IOWA CITY, Iowa (KWWL) — As the winter snow and ice continues, more and more people are finding themselves in the emergency room because of it.
The late winter hitting eastern Iowa almost feels like a broken record. People keep digging their homes out of snow, just to get buried again.
“It’s just been a lot of snow. I feel like every time the snow melts it comes back. It’s a lot of shoveling over and over again,” one Iowa City man said as he shoveled his sidewalk.
Another round of snow means another round of shoveling. Many were out clearing driveways and sidewalks today. How would you describe this winter? pic.twitter.com/0B1h5h0KhN
— KWWL (@KWWL) February 13, 2019
But that broken record sounds much better than the broken bones the emergency room at the University of Iowa Hospitals and Clinics has been seeing. It reports it has been extra busy this last month, more specifically the last week.
“There’s been a significant impact on the patient population,” Dr. Azeem Ahmed said. “Every winter we have seasonal falls and accidents, etc. but this year has been particularly harsh.”
Dr. Ahmed, a clinical professor of emergency medicine, said they’re easily seeing 15-20 more patients a day due to weather-related injuries.
“It may have been a car accident, or a fall or some medical condition that has been worsened by the winter condition,” Dr. Ahmed said.
More than 130 people made a trip to the UIHC ER last week after falling, Dr. Ahmed said.
The UI hospital emergency room is seeing quite an uptick in patients from weather-related accidents. In the last week they’ve treated 132 falling accidents alone. Winter isn’t over yet — Be careful out there! pic.twitter.com/1FGxrJIREQ
— Jalyn Souchek (@JalynSouchekTV) February 12, 2019
“With falls, we’ve seen people that have had broken legs, broken arms. We’ve had patients that had suffered from pretty significant head injuries,” he said.

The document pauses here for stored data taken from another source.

//! Pool sizing applied uniformly to every sqlx pool builder.

use std::time::Duration;

use crate::config::PoolCfg;

/// Effective pool knobs for one descriptor.
#[derive(Debug, Clone, PartialEq, Eq)]
pub(crate) struct PoolSizing {
    pub max_conns: u32,
    pub min_conns: Option<u32>,
    pub acquire_timeout: Duration,
    pub idle_timeout: Option<Duration>,
    pub max_lifetime: Option<Duration>,
}

impl PoolSizing {
    /// Server defaults, narrowed by the descriptor's own connection limit.
    pub fn resolve(cfg: &PoolCfg, connection_limit: Option<u32>) -> Self {
        let max_conns = connection_limit.unwrap_or(cfg.max_conns).max(1);
        Self {
            max_conns,
            min_conns: cfg.min_conns.map(|n| n.min(max_conns)),
            acquire_timeout: cfg.acquire_timeout,
            idle_timeout: cfg.idle_timeout,
            max_lifetime: cfg.max_lifetime,
        }
    }
}

/// Applies [`PoolSizing`] to a pool builder.
pub(crate) trait ApplyPoolOpts<T> {
    fn apply(self, sizing: &PoolSizing) -> Self;
}

macro_rules! impl_apply_pool_opts {
    ($builder:ty) => {
        impl ApplyPoolOpts<$builder> for $builder {
            fn apply(mut self, sizing: &PoolSizing) -> Self {
                self = self
                    .max_connections(sizing.max_conns)
                    .acquire_timeout(sizing.acquire_timeout)
                    .idle_timeout(sizing.idle_timeout)
                    .max_lifetime(sizing.max_lifetime)
                    .test_before_acquire(true);
                if let Some(n) = sizing.min_conns {
                    self = self.min_connections(n);
                }
                self
            }
        }
    };
}

impl_apply_pool_opts!(sea_orm::sqlx::postgres::PgPoolOptions);
impl_apply_pool_opts!(sea_orm::sqlx::mysql::MySqlPoolOptions);
impl_apply_pool_opts!(sea_orm::sqlx::sqlite::SqlitePoolOptions);
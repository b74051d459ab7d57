use std::fmt;

use serde::{Deserialize, Deserializer, Serialize, Serializer};
use zeroize::{Zeroize, ZeroizeOnDrop};

/// Opaque wrapper around a credential.
///
/// `Debug`, `Display` and `Serialize` all emit `[REDACTED]`, so descriptors
/// and configs can be logged or dumped as a whole. The buffer is zeroed on drop.
#[derive(Zeroize, ZeroizeOnDrop, PartialEq, Eq)]
pub struct Secret(String);

impl Secret {
    pub fn new(value: impl Into<String>) -> Self {
        Self(value.into())
    }

    /// Read-only access for building connection options.
    ///
    /// Callers must not log or persist the returned slice.
    #[must_use]
    pub fn expose(&self) -> &str {
        &self.0
    }

    #[must_use]
    pub fn is_empty(&self) -> bool {
        self.0.is_empty()
    }
}

impl Clone for Secret {
    fn clone(&self) -> Self {
        Self(self.0.clone())
    }
}

impl fmt::Debug for Secret {
    fn fmt(&self, f: &mut fmt::Formatter<'_>) -> fmt::Result {
        f.write_str("[REDACTED]")
    }
}

impl fmt::Display for Secret {
    fn fmt(&self, f: &mut fmt::Formatter<'_>) -> fmt::Result {
        f.write_str("[REDACTED]")
    }
}

impl<'de> Deserialize<'de> for Secret {
    fn deserialize<D>(deserializer: D) -> Result<Self, D::Error>
    where
        D: Deserializer<'de>,
    {
        String::deserialize(deserializer).map(Self)
    }
}

impl Serialize for Secret {
    fn serialize<S>(&self, serializer: S) -> Result<S::Ok, S::Error>
    where
        S: Serializer,
    {
        serializer.serialize_str("[REDACTED]")
    }
}
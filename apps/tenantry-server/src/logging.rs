use anyhow::Result;
use tracing_subscriber::EnvFilter;

use crate::config::{LogFormat, LoggingConfig};

/// Installs the global subscriber. `RUST_LOG` wins over the configured level.
///
/// # Errors
/// Fails on an invalid filter directive or when a subscriber is already set.
pub fn init(cfg: &LoggingConfig) -> Result<()> {
    let filter = match EnvFilter::try_from_default_env() {
        Ok(filter) => filter,
        Err(_) => EnvFilter::try_new(&cfg.level)?,
    };
    let builder = tracing_subscriber::fmt()
        .with_env_filter(filter)
        .with_target(true)
        .with_writer(std::io::stderr);
    let installed = match cfg.format {
        LogFormat::Text => builder.try_init(),
        LogFormat::Json => builder.json().flatten_event(true).try_init(),
    };
    installed.map_err(|e| anyhow::anyhow!("failed to install tracing subscriber: {e}"))
}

For some, this winter may seem never-ending. Dr. Ahmed said that could be a reason why they’re seeing more people with injuries.
“I also feel like people are getting stir crazy or cabin fever,” he said. “They’re taking risks they normally wouldn’t. So people that have been cooped up in their homes for several days are willing to take more chances.”

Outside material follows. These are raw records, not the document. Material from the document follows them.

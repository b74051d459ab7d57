//! Connection management keyed strictly by descriptor.
//!
//! Relational descriptors get a bounded sqlx pool, cached by an xxh3 hash of
//! every connection-relevant field. Document descriptors get a fresh client per
//! unit of work which the caller closes through [`ConnectionManager::release`]
//! (or [`DocumentSession::close`]).

use std::sync::atomic::{AtomicU64, Ordering};

use dashmap::DashMap;
use futures::future::BoxFuture;
use mongodb::bson::doc;
use mongodb::options::{ClientOptions, Credential, Tls, TlsOptions};
use mongodb::{Client, Database};
use sea_orm::sqlx::mysql::{MySqlConnectOptions, MySqlPoolOptions, MySqlSslMode};
use sea_orm::sqlx::postgres::{PgConnectOptions, PgPoolOptions, PgSslMode};
use sea_orm::{
    ConnectionTrait, DatabaseBackend, DatabaseConnection, SqlxMySqlConnector, SqlxPostgresConnector,
};
use xxhash_rust::xxh3::xxh3_64;

use crate::config::{CredentialsCfg, DataConfig};
use crate::descriptor::{
    ConnectionDescriptor, Credentials, Deployment, DocumentDescriptor, Engine,
    RelationalDescriptor,
};
use crate::error::DataError;
use crate::pool_opts::{ApplyPoolOpts, PoolSizing};
use crate::secret::Secret;

/// Pooled relational connection. Dropping it returns nothing to close: the
/// pool stays cached in the manager.
#[derive(Debug, Clone)]
pub struct RelationalHandle {
    engine: Engine,
    conn: DatabaseConnection,
}

impl RelationalHandle {
    /// Wraps a connection opened outside the manager.
    #[must_use]
    pub fn new(engine: Engine, conn: DatabaseConnection) -> Self {
        Self { engine, conn }
    }

    #[must_use]
    pub fn engine(&self) -> Engine {
        self.engine
    }

    #[must_use]
    pub fn connection(&self) -> &DatabaseConnection {
        &self.conn
    }

    #[must_use]
    pub fn backend(&self) -> DatabaseBackend {
        self.conn.get_database_backend()
    }
}

/// Document client scoped to one unit of work.
#[derive(Debug)]
pub struct DocumentSession {
    client: Client,
    db: Database,
}

impl DocumentSession {
    #[must_use]
    pub fn database(&self) -> &Database {
        &self.db
    }

    #[must_use]
    pub fn client(&self) -> &Client {
        &self.client
    }

    /// Shuts the client down, waiting for in-flight operations.
    pub async fn close(self) {
        self.client.shutdown().await;
    }
}

/// Handle returned by [`ConnectionManager::acquire`].
#[derive(Debug)]
pub enum DbHandle {
    Relational(RelationalHandle),
    Document(DocumentSession),
}

impl DbHandle {
    #[must_use]
    pub fn engine(&self) -> Engine {
        match self {
            Self::Relational(h) => h.engine,
            Self::Document(_) => Engine::MongoDb,
        }
    }
}

struct PoolEntry {
    engine: Engine,
    conn: DatabaseConnection,
    last_used: AtomicU64,
}

/// Owns the relational pool cache and opens document sessions.
pub struct ConnectionManager {
    config: DataConfig,
    pools: DashMap<u64, PoolEntry>,
    clock: AtomicU64,
}

impl ConnectionManager {
    #[must_use]
    pub fn new(config: DataConfig) -> Self {
        Self {
            config,
            pools: DashMap::new(),
            clock: AtomicU64::new(0),
        }
    }

    #[must_use]
    pub fn config(&self) -> &DataConfig {
        &self.config
    }

    /// Number of relational pools currently cached.
    #[must_use]
    pub fn cached_pools(&self) -> usize {
        self.pools.len()
    }

    /// Acquires a handle for exactly this descriptor.
    ///
    /// # Errors
    /// - `DataError::Connection` when the backend is unreachable or rejects
    ///   the credentials
    /// - `DataError::ResourceExhausted` when no pool slot frees up in time
    pub async fn acquire(&self, descriptor: &ConnectionDescriptor) -> crate::Result<DbHandle> {
        match descriptor {
            ConnectionDescriptor::MySql(d) => self
                .relational(Engine::MySql, d)
                .await
                .map(DbHandle::Relational),
            ConnectionDescriptor::Postgres(d) => self
                .relational(Engine::Postgres, d)
                .await
                .map(DbHandle::Relational),
            ConnectionDescriptor::MongoDb(d) => self.open_document(d).await.map(DbHandle::Document),
        }
    }

    /// Releases a handle. Document clients are shut down; pooled relational
    /// connections stay cached.
    pub async fn release(&self, handle: DbHandle) {
        match handle {
            DbHandle::Relational(_) => {}
            DbHandle::Document(session) => session.close().await,
        }
    }

    /// Runs `f` with a handle and releases it whether `f` succeeds or fails.
    ///
    /// # Errors
    /// Propagates acquisition errors and whatever `f` returns.
    pub async fn with_handle<T, F>(
        &self,
        descriptor: &ConnectionDescriptor,
        f: F,
    ) -> crate::Result<T>
    where
        F: for<'h> FnOnce(&'h DbHandle) -> BoxFuture<'h, crate::Result<T>>,
    {
        let handle = self.acquire(descriptor).await?;
        let result = f(&handle).await;
        self.release(handle).await;
        result
    }

    /// Acquire, one no-op round trip, release.
    ///
    /// # Errors
    /// Same as [`ConnectionManager::acquire`], plus a failed round trip.
    pub async fn test_connection(&self, descriptor: &ConnectionDescriptor) -> crate::Result<()> {
        self.with_handle(descriptor, |handle| {
            Box::pin(async move {
                match handle {
                    DbHandle::Relational(h) => h
                        .conn
                        .ping()
                        .await
                        .map_err(|e| DataError::unavailable(h.engine, e.to_string())),
                    DbHandle::Document(s) => ping(&s.db).await,
                }
            })
        })
        .await
    }

    /// Closes every cached pool.
    pub async fn close_all(&self) {
        let keys: Vec<u64> = self.pools.iter().map(|e| *e.key()).collect();
        for key in keys {
            if let Some((_, entry)) = self.pools.remove(&key) {
                close_pool(entry).await;
            }
        }
        tracing::info!("all relational pools closed");
    }

    async fn relational(
        &self,
        engine: Engine,
        d: &RelationalDescriptor,
    ) -> crate::Result<RelationalHandle> {
        let credentials = self.effective_credentials(engine, d.credentials.as_ref());
        let key = pool_key(engine, d, credentials.as_ref());
        let tick = self.clock.fetch_add(1, Ordering::Relaxed);

        if let Some(entry) = self.pools.get(&key) {
            entry.last_used.store(tick, Ordering::Relaxed);
            return Ok(RelationalHandle::new(engine, entry.conn.clone()));
        }

        let sizing = PoolSizing::resolve(&self.config.pool, d.options.connection_limit);
        let conn = connect_relational(engine, d, credentials.as_ref(), &sizing).await?;
        tracing::debug!(
            engine = %engine,
            host = %d.host,
            database = %d.database,
            max_conns = sizing.max_conns,
            "opened relational pool"
        );

        let cached = self.cache_pool(key, engine, conn, tick);
        Ok(RelationalHandle::new(engine, cached))
    }

    /// Caches a freshly opened pool, evicting first when the cache is full.
    /// If another request cached the same key meanwhile, that pool wins and
    /// `conn` is dropped.
    fn cache_pool(
        &self,
        key: u64,
        engine: Engine,
        conn: DatabaseConnection,
        tick: u64,
    ) -> DatabaseConnection {
        self.evict_if_full();
        let entry = self.pools.entry(key).or_insert_with(|| PoolEntry {
            engine,
            conn,
            last_used: AtomicU64::new(tick),
        });
        entry.conn.clone()
    }

    /// Forgets the least recently used pools. Handles already given out keep
    /// their pool alive; sqlx closes it when the last clone is dropped.
    fn evict_if_full(&self) {
        let limit = self.config.pool.max_pools.max(1);
        while self.pools.len() >= limit {
            let oldest = self
                .pools
                .iter()
                .min_by_key(|e| e.last_used.load(Ordering::Relaxed))
                .map(|e| *e.key());
            let Some(key) = oldest else { break };
            if let Some((_, entry)) = self.pools.remove(&key) {
                tracing::debug!(engine = %entry.engine, "evicting least recently used pool");
            }
        }
    }

    fn effective_credentials(
        &self,
        engine: Engine,
        supplied: Option<&Credentials>,
    ) -> Option<Credentials> {
        if let Some(c) = supplied {
            return Some(c.clone());
        }
        let local = &self.config.local_credentials;
        let fallback = match engine {
            Engine::MySql => local.mysql.as_ref(),
            Engine::Postgres => local.postgresql.as_ref(),
            Engine::MongoDb => local.mongodb.as_ref(),
        };
        fallback.map(|CredentialsCfg { username, password }| Credentials {
            username: username.clone(),
            password: password.clone(),
        })
    }

    /// Opens and pings a client for one unit of work.
    ///
    /// # Errors
    /// - `DataError::Connection` (`ServerMisconfigured`) for a managed cluster
    ///   when the server has no cluster credentials
    /// - `DataError::Connection` (`Unavailable`) when the ping fails
    pub async fn open_document(&self, d: &DocumentDescriptor) -> crate::Result<DocumentSession> {
        let cfg = &self.config.document;
        let (uri, credentials) = match &d.deployment {
            Deployment::ManagedCloud { cluster_host } => {
                let (username, password) = cfg.cluster_credentials().ok_or_else(|| {
                    DataError::misconfigured(
                        Engine::MongoDb,
                        "managed cluster credentials are not configured on the server",
                    )
                })?;
                (
                    format!("mongodb+srv://{cluster_host}/"),
                    Some(Credentials {
                        username: username.to_owned(),
                        password: Some(password.clone()),
                    }),
                )
            }
            Deployment::SelfHosted { host, port } => (
                format!("mongodb://{host}:{port}/"),
                self.effective_credentials(Engine::MongoDb, d.credentials.as_ref()),
            ),
        };

        let mut options = ClientOptions::parse(&uri)
            .await
            .map_err(|e| DataError::unavailable(Engine::MongoDb, e.to_string()))?;
        options.app_name = Some("tenantry".to_owned());
        options.server_selection_timeout = Some(cfg.connect_timeout);
        options.connect_timeout = Some(cfg.connect_timeout);
        options.max_pool_size = d.connection_limit;
        if d.ssl && !d.is_managed() {
            options.tls = Some(Tls::Enabled(TlsOptions::default()));
        }
        if let Some(c) = credentials {
            options.credential = Some(
                Credential::builder()
                    .username(c.username)
                    .password(c.password.as_ref().map(|p| p.expose().to_owned()))
                    .build(),
            );
        }

        let client = Client::with_options(options)
            .map_err(|e| DataError::unavailable(Engine::MongoDb, e.to_string()))?;
        let db = client.database(&d.database);
        if let Err(e) = ping(&db).await {
            client.shutdown().await;
            return Err(e);
        }
        tracing::debug!(host = %d.host(), database = %d.database, "document session opened");
        Ok(DocumentSession { client, db })
    }
}

async fn ping(db: &Database) -> crate::Result<()> {
    db.run_command(doc! { "ping": 1 })
        .await
        .map(|_| ())
        .map_err(|e| match DataError::from_mongo(&e) {
            err @ DataError::Connection { .. } => err,
            other => DataError::unavailable(Engine::MongoDb, other.to_string()),
        })
}

async fn close_pool(entry: PoolEntry) {
    if let Err(e) = entry.conn.close().await {
        tracing::warn!(engine = %entry.engine, error = %e, "failed to close pool");
    }
}

fn pool_key(engine: Engine, d: &RelationalDescriptor, credentials: Option<&Credentials>) -> u64 {
    let mut buf = Vec::with_capacity(128);
    let mut field = |bytes: &[u8]| {
        buf.extend_from_slice(bytes);
        buf.push(0);
    };
    field(engine.as_str().as_bytes());
    field(d.host.to_ascii_lowercase().as_bytes());
    field(&d.port.to_be_bytes());
    field(d.database.as_bytes());
    field(
        credentials
            .map(|c| c.username.as_str())
            .unwrap_or_default()
            .as_bytes(),
    );
    field(
        credentials
            .and_then(|c| c.password.as_ref())
            .map(Secret::expose)
            .unwrap_or_default()
            .as_bytes(),
    );
    field(&[u8::from(d.options.ssl)]);
    field(&d.options.connection_limit.unwrap_or_default().to_be_bytes());
    field(d.options.charset.as_deref().unwrap_or_default().as_bytes());
    xxh3_64(&buf)
}

fn connect_failure(engine: Engine, err: &sea_orm::sqlx::Error) -> DataError {
    match err {
        sea_orm::sqlx::Error::PoolTimedOut => DataError::ResourceExhausted {
            engine,
            message: "timed out waiting for a free connection".to_owned(),
        },
        other => DataError::unavailable(engine, other.to_string()),
    }
}

async fn connect_relational(
    engine: Engine,
    d: &RelationalDescriptor,
    credentials: Option<&Credentials>,
    sizing: &PoolSizing,
) -> crate::Result<DatabaseConnection> {
    let username = credentials.map(|c| c.username.as_str());
    let password = credentials
        .and_then(|c| c.password.as_ref())
        .map(Secret::expose);

    match engine {
        Engine::Postgres => {
            let mut opts = PgConnectOptions::new()
                .host(&d.host)
                .port(d.port)
                .database(&d.database)
                .ssl_mode(if d.options.ssl {
                    PgSslMode::Require
                } else {
                    PgSslMode::Prefer
                });
            if let Some(user) = username {
                opts = opts.username(user);
            }
            if let Some(pw) = password {
                opts = opts.password(pw);
            }
            if let Some(charset) = &d.options.charset {
                opts = opts.options([("client_encoding", charset.as_str())]);
            }
            let pool = PgPoolOptions::new()
                .apply(sizing)
                .connect_with(opts)
                .await
                .map_err(|e| connect_failure(engine, &e))?;
            Ok(SqlxPostgresConnector::from_sqlx_postgres_pool(pool))
        }
        Engine::MySql => {
            let mut opts = MySqlConnectOptions::new()
                .host(&d.host)
                .port(d.port)
                .database(&d.database)
                .ssl_mode(if d.options.ssl {
                    MySqlSslMode::Required
                } else {
                    MySqlSslMode::Preferred
                });
            if let Some(user) = username {
                opts = opts.username(user);
            }
            if let Some(pw) = password {
                opts = opts.password(pw);
            }
            if let Some(charset) = &d.options.charset {
                opts = opts.charset(charset);
            }
            let pool = MySqlPoolOptions::new()
                .apply(sizing)
                .connect_with(opts)
                .await
                .map_err(|e| connect_failure(engine, &e))?;
            Ok(SqlxMySqlConnector::from_sqlx_mysql_pool(pool))
        }
        Engine::MongoDb => Err(DataError::InvalidOperation(
            "document descriptors do not use relational pools".to_owned(),
        )),
    }
}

Temperatures this week are a lot warmer now so Dr. Ahmed said frostbite really isn’t much of a concern anymore.
Dr. Ahmed said prevention is key. Stay home or find alternative means to stay off the roads, if possible. Otherwise, he said to drive slow and provide plenty of space between other cars.
He also added to take notice of where you’re walking and be aware of the ground conditions and to wear shoes that are worthy of winter weather.